Segment Start: Stored data
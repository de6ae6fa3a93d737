//! Runtime configuration loaded from `~/.focusquest/config.toml`.
//!
//! Every field has a serde default, so a partial file (or no file) yields a
//! working configuration.

use std::path::Path;
use std::time::Duration;

use serde::Deserialize;

use crate::error::{FocusError, Result};
use crate::store::RetryPolicy;

#[derive(Debug, Clone, Default, Deserialize, PartialEq)]
pub struct FocusConfig {
    #[serde(default)]
    pub retry: RetryConfig,
    #[serde(default)]
    pub timers: TimerConfig,
    #[serde(default)]
    pub idle: IdleConfig,
}

#[derive(Debug, Clone, Deserialize, PartialEq, Eq)]
pub struct RetryConfig {
    #[serde(default = "default_max_attempts")]
    pub max_attempts: u32,
    #[serde(default = "default_base_delay_ms")]
    pub base_delay_ms: u64,
}

impl Default for RetryConfig {
    fn default() -> Self {
        Self {
            max_attempts: default_max_attempts(),
            base_delay_ms: default_base_delay_ms(),
        }
    }
}

impl RetryConfig {
    pub fn policy(&self) -> RetryPolicy {
        RetryPolicy::new(
            self.max_attempts.max(1),
            Duration::from_millis(self.base_delay_ms),
        )
    }
}

#[derive(Debug, Clone, Deserialize, PartialEq, Eq)]
pub struct TimerConfig {
    /// Callbacks later than this are reported as retroactive.
    #[serde(default = "default_late_callback_tolerance_secs")]
    pub late_callback_tolerance_secs: u64,
    #[serde(default = "default_idle_tick_period_secs")]
    pub idle_tick_period_secs: u64,
}

impl Default for TimerConfig {
    fn default() -> Self {
        Self {
            late_callback_tolerance_secs: default_late_callback_tolerance_secs(),
            idle_tick_period_secs: default_idle_tick_period_secs(),
        }
    }
}

#[derive(Debug, Clone, Deserialize, PartialEq)]
pub struct IdleConfig {
    /// Units accrued per full tick period.
    #[serde(default = "default_units_per_interval")]
    pub units_per_interval: f64,
    /// Units exchanged for one currency.
    #[serde(default = "default_units_per_currency")]
    pub units_per_currency: u64,
}

impl Default for IdleConfig {
    fn default() -> Self {
        Self {
            units_per_interval: default_units_per_interval(),
            units_per_currency: default_units_per_currency(),
        }
    }
}

/// Loads configuration, returning defaults if the file doesn't exist.
pub fn load_config(path: &Path) -> Result<FocusConfig> {
    if !path.exists() {
        return Ok(FocusConfig::default());
    }

    let content = fs_err::read_to_string(path).map_err(|err| FocusError::ConfigMalformed {
        path: path.to_path_buf(),
        details: err.to_string(),
    })?;
    let config: FocusConfig =
        toml::from_str(&content).map_err(|err| FocusError::ConfigMalformed {
            path: path.to_path_buf(),
            details: err.to_string(),
        })?;

    if config.idle.units_per_currency == 0 {
        return Err(FocusError::ConfigMalformed {
            path: path.to_path_buf(),
            details: "idle.units_per_currency must be at least 1".to_string(),
        });
    }
    if config.timers.idle_tick_period_secs == 0 {
        return Err(FocusError::ConfigMalformed {
            path: path.to_path_buf(),
            details: "timers.idle_tick_period_secs must be at least 1".to_string(),
        });
    }

    Ok(config)
}

fn default_max_attempts() -> u32 {
    3
}

fn default_base_delay_ms() -> u64 {
    100
}

fn default_late_callback_tolerance_secs() -> u64 {
    60
}

fn default_idle_tick_period_secs() -> u64 {
    60
}

fn default_units_per_interval() -> f64 {
    1.0
}

fn default_units_per_currency() -> u64 {
    10
}

#[cfg(test)]
mod tests {
    use super::*;
    use tempfile::tempdir;

    #[test]
    fn missing_file_yields_defaults() {
        let temp = tempdir().unwrap();
        let config = load_config(&temp.path().join("config.toml")).unwrap();
        assert_eq!(config, FocusConfig::default());
        assert_eq!(config.retry.max_attempts, 3);
        assert_eq!(config.retry.base_delay_ms, 100);
    }

    #[test]
    fn partial_file_keeps_other_defaults() {
        let temp = tempdir().unwrap();
        let path = temp.path().join("config.toml");
        std::fs::write(&path, "[idle]\nunits_per_interval = 2.5\n").unwrap();

        let config = load_config(&path).unwrap();
        assert_eq!(config.idle.units_per_interval, 2.5);
        assert_eq!(config.idle.units_per_currency, 10);
        assert_eq!(config.timers, TimerConfig::default());
    }

    #[test]
    fn malformed_file_is_reported_with_path() {
        let temp = tempdir().unwrap();
        let path = temp.path().join("config.toml");
        std::fs::write(&path, "[retry\nmax_attempts = ").unwrap();

        match load_config(&path) {
            Err(FocusError::ConfigMalformed { path: reported, .. }) => assert_eq!(reported, path),
            other => panic!("expected ConfigMalformed, got {:?}", other),
        }
    }

    #[test]
    fn zero_exchange_rate_is_rejected() {
        let temp = tempdir().unwrap();
        let path = temp.path().join("config.toml");
        std::fs::write(&path, "[idle]\nunits_per_currency = 0\n").unwrap();
        assert!(load_config(&path).is_err());
    }
}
Segment End: Stored data
» **Exercise details**: Your reply should match the data above exactly, line for line.

» **Reply**:
repository de6ae6fa3a93d737
//! Runtime configuration loaded from `~/.focusquest/config.toml`.
//!
//! Every field has a serde default, so a partial file (or no file) yields a
//! working configuration.

use std::path::Path;
use std::time::Duration;

use serde::Deserialize;

use crate::error::{FocusError, Result};
use crate::store::RetryPolicy;

#[derive(Debug, Clone, Default, Deserialize, PartialEq)]
pub struct FocusConfig {
    #[serde(default)]
    pub retry: RetryConfig,
    #[serde(default)]
    pub timers: TimerConfig,
    #[serde(default)]
    pub idle: IdleConfig,
}

#[derive(Debug, Clone, Deserialize, PartialEq, Eq)]
pub struct RetryConfig {
    #[serde(default = "default_max_attempts")]
    pub max_attempts: u32,
    #[serde(default = "default_base_delay_ms")]
    pub base_delay_ms: u64,
}

impl Default for RetryConfig {
    fn default() -> Self {
        Self {
            max_attempts: default_max_attempts(),
            base_delay_ms: default_base_delay_ms(),
        }
    }
}

impl RetryConfig {
    pub fn policy(&self) -> RetryPolicy {
        RetryPolicy::new(
            self.max_attempts.max(1),
            Duration::from_millis(self.base_delay_ms),
        )
    }
}

#[derive(Debug, Clone, Deserialize, PartialEq, Eq)]
pub struct TimerConfig {
    /// Callbacks later than this are reported as retroactive.
    #[serde(default = "default_late_callback_tolerance_secs")]
    pub late_callback_tolerance_secs: u64,
    #[serde(default = "default_idle_tick_period_secs")]
    pub idle_tick_period_secs: u64,
}

impl Default for TimerConfig {
    fn default() -> Self {
        Self {
            late_callback_tolerance_secs: default_late_callback_tolerance_secs(),
            idle_tick_period_secs: default_idle_tick_period_secs(),
        }
    }
}

#[derive(Debug, Clone, Deserialize, PartialEq)]
pub struct IdleConfig {
    /// Units accrued per full tick period.
    #[serde(default = "default_units_per_interval")]
    pub units_per_interval: f64,
    /// Units exchanged for one currency.
    #[serde(default = "default_units_per_currency")]
    pub units_per_currency: u64,
}

impl Default for IdleConfig {
    fn default() -> Self {
        Self {
            units_per_interval: default_units_per_interval(),
            units_per_currency: default_units_per_currency(),
        }
    }
}

/// Loads configuration, returning defaults if the file doesn't exist.
pub fn load_config(path: &Path) -> Result<FocusConfig> {
    if !path.exists() {
        return Ok(FocusConfig::default());
    }

    let content = fs_err::read_to_string(path).map_err(|err| FocusError::ConfigMalformed {
        path: path.to_path_buf(),
        details: err.to_string(),
    })?;
    let config: FocusConfig =
        toml::from_str(&content).map_err(|err| FocusError::ConfigMalformed {
            path: path.to_path_buf(),
            details: err.to_string(),
        })?;

    if config.idle.units_per_currency == 0 {
        return Err(FocusError::ConfigMalformed {
            path: path.to_path_buf(),
            details: "idle.units_per_currency must be at least 1".to_string(),
        });
    }
    if config.timers.idle_tick_period_secs == 0 {
        return Err(FocusError::ConfigMalformed {
            path: path.to_path_buf(),
            details: "timers.idle_tick_period_secs must be at least 1".to_string(),
        });
    }

    Ok(config)
}

fn default_max_attempts() -> u32 {
    3
}

fn default_base_delay_ms() -> u64 {
    100
}

fn default_late_callback_tolerance_secs() -> u64 {
    60
}

fn default_idle_tick_period_secs() -> u64 {
    60
}

fn default_units_per_interval() -> f64 {
    1.0
}

fn default_units_per_currency() -> u64 {
    10
}

#[cfg(test)]
mod tests {
    use super::*;
    use tempfile::tempdir;

    #[test]
    fn missing_file_yields_defaults() {
        let temp = tempdir().unwrap();
        let config = load_config(&temp.path().join("config.toml")).unwrap();
        assert_eq!(config, FocusConfig::default());
        assert_eq!(config.retry.max_attempts, 3);
        assert_eq!(config.retry.base_delay_ms, 100);
    }

    #[test]
    fn partial_file_keeps_other_defaults() {
        let temp = tempdir().unwrap();
        let path = temp.path().join("config.toml");
        std::fs::write(&path, "[idle]\nunits_per_interval = 2.5\n").unwrap();

        let config = load_config(&path).unwrap();
        assert_eq!(config.idle.units_per_interval, 2.5);
        assert_eq!(config.idle.units_per_currency, 10);
        assert_eq!(config.timers, TimerConfig::default());
    }

    #[test]
    fn malformed_file_is_reported_with_path() {
        let temp = tempdir().unwrap();
        let path = temp.path().join("config.toml");
        std::fs::write(&path, "[retry\nmax_attempts = ").unwrap();

        match load_config(&path) {
            Err(FocusError::ConfigMalformed { path: reported, .. }) => assert_eq!(reported, path),
            other => panic!("expected ConfigMalformed, got {:?}", other),
        }
    }

    #[test]
    fn zero_exchange_rate_is_rejected() {
        let temp = tempdir().unwrap();
        let path = temp.path().join("config.toml");
        std::fs::write(&path, "[idle]\nunits_per_currency = 0\n").unwrap();
        assert!(load_config(&path).is_err());
    }
}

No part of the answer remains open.